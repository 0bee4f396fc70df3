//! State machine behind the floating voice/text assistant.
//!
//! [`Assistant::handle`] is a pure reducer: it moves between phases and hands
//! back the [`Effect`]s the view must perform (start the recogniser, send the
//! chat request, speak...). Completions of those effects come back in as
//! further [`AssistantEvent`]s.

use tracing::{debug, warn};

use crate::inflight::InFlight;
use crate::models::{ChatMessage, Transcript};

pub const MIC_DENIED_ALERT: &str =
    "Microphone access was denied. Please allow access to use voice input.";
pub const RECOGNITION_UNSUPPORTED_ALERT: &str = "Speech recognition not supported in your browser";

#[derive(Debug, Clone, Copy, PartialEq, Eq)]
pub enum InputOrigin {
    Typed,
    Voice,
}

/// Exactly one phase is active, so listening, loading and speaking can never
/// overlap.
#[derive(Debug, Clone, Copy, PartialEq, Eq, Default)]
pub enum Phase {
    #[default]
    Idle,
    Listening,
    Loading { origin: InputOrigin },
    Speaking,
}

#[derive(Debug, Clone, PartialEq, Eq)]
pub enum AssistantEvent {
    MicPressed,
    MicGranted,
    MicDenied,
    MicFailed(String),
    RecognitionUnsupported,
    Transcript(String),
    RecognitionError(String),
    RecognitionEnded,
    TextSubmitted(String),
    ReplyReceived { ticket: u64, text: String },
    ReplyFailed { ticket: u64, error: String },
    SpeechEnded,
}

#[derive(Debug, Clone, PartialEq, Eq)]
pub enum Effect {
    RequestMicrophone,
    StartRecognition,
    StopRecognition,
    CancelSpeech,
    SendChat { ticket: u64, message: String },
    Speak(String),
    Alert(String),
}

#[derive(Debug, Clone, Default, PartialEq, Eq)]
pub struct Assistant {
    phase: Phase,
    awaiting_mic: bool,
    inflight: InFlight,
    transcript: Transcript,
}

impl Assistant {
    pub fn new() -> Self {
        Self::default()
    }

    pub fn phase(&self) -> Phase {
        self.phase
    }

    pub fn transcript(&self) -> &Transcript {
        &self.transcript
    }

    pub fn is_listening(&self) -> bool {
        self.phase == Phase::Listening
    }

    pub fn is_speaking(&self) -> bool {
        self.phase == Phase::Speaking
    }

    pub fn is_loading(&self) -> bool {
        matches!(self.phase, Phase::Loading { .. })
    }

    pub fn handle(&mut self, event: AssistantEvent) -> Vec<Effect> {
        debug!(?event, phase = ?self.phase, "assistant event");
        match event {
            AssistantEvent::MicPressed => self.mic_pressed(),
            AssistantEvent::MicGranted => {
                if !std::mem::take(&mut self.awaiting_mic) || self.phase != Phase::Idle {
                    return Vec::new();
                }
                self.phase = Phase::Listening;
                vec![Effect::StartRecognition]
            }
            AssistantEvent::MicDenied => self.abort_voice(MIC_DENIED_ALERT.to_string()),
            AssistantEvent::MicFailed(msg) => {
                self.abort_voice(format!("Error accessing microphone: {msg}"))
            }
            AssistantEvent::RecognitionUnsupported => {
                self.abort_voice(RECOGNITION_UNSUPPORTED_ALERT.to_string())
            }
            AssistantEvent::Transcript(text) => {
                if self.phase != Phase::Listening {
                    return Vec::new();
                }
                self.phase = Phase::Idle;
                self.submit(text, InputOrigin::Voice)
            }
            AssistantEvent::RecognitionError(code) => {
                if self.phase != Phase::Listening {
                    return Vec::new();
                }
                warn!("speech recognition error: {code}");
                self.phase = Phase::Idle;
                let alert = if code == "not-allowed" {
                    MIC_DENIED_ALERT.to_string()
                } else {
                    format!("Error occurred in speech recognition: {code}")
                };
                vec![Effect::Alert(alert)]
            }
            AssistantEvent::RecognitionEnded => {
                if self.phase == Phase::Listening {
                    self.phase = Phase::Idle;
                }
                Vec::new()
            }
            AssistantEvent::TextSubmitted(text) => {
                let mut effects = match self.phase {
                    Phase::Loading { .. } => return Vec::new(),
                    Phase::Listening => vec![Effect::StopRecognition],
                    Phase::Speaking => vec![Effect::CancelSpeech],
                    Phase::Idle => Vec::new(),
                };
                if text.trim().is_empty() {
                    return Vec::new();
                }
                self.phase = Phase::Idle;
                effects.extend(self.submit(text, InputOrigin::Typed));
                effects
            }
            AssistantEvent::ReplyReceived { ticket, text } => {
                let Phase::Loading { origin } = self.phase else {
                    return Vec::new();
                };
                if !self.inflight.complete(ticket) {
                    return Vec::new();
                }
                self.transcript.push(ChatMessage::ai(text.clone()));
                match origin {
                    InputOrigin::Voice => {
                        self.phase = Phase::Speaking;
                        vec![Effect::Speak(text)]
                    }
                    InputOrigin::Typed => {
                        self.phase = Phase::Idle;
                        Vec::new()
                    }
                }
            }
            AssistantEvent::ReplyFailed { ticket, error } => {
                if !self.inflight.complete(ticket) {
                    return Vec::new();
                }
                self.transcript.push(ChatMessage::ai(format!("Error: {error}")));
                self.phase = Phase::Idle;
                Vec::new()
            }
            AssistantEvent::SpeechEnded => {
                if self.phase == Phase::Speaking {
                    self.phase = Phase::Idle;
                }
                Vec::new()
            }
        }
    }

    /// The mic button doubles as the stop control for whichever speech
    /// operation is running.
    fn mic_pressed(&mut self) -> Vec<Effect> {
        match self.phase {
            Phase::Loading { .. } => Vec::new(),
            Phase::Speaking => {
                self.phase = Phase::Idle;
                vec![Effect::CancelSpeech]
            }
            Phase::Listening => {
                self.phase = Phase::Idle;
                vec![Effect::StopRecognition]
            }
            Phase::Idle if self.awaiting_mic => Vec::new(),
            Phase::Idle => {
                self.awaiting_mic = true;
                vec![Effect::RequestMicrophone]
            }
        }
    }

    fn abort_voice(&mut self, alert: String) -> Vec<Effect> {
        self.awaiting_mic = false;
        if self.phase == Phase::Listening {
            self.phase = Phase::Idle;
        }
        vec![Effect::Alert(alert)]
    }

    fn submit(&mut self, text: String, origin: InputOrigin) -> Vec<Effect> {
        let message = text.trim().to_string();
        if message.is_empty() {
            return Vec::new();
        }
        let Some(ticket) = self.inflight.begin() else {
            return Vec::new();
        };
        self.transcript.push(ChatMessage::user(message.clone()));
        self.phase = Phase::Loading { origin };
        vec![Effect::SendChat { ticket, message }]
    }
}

**********

If a line in the material contains "ReplyReceived", show it.

* [FINISHED EXERCISE]
    ReplyReceived { ticket: u64, text: String },
            AssistantEvent::ReplyReceived { ticket, text } => {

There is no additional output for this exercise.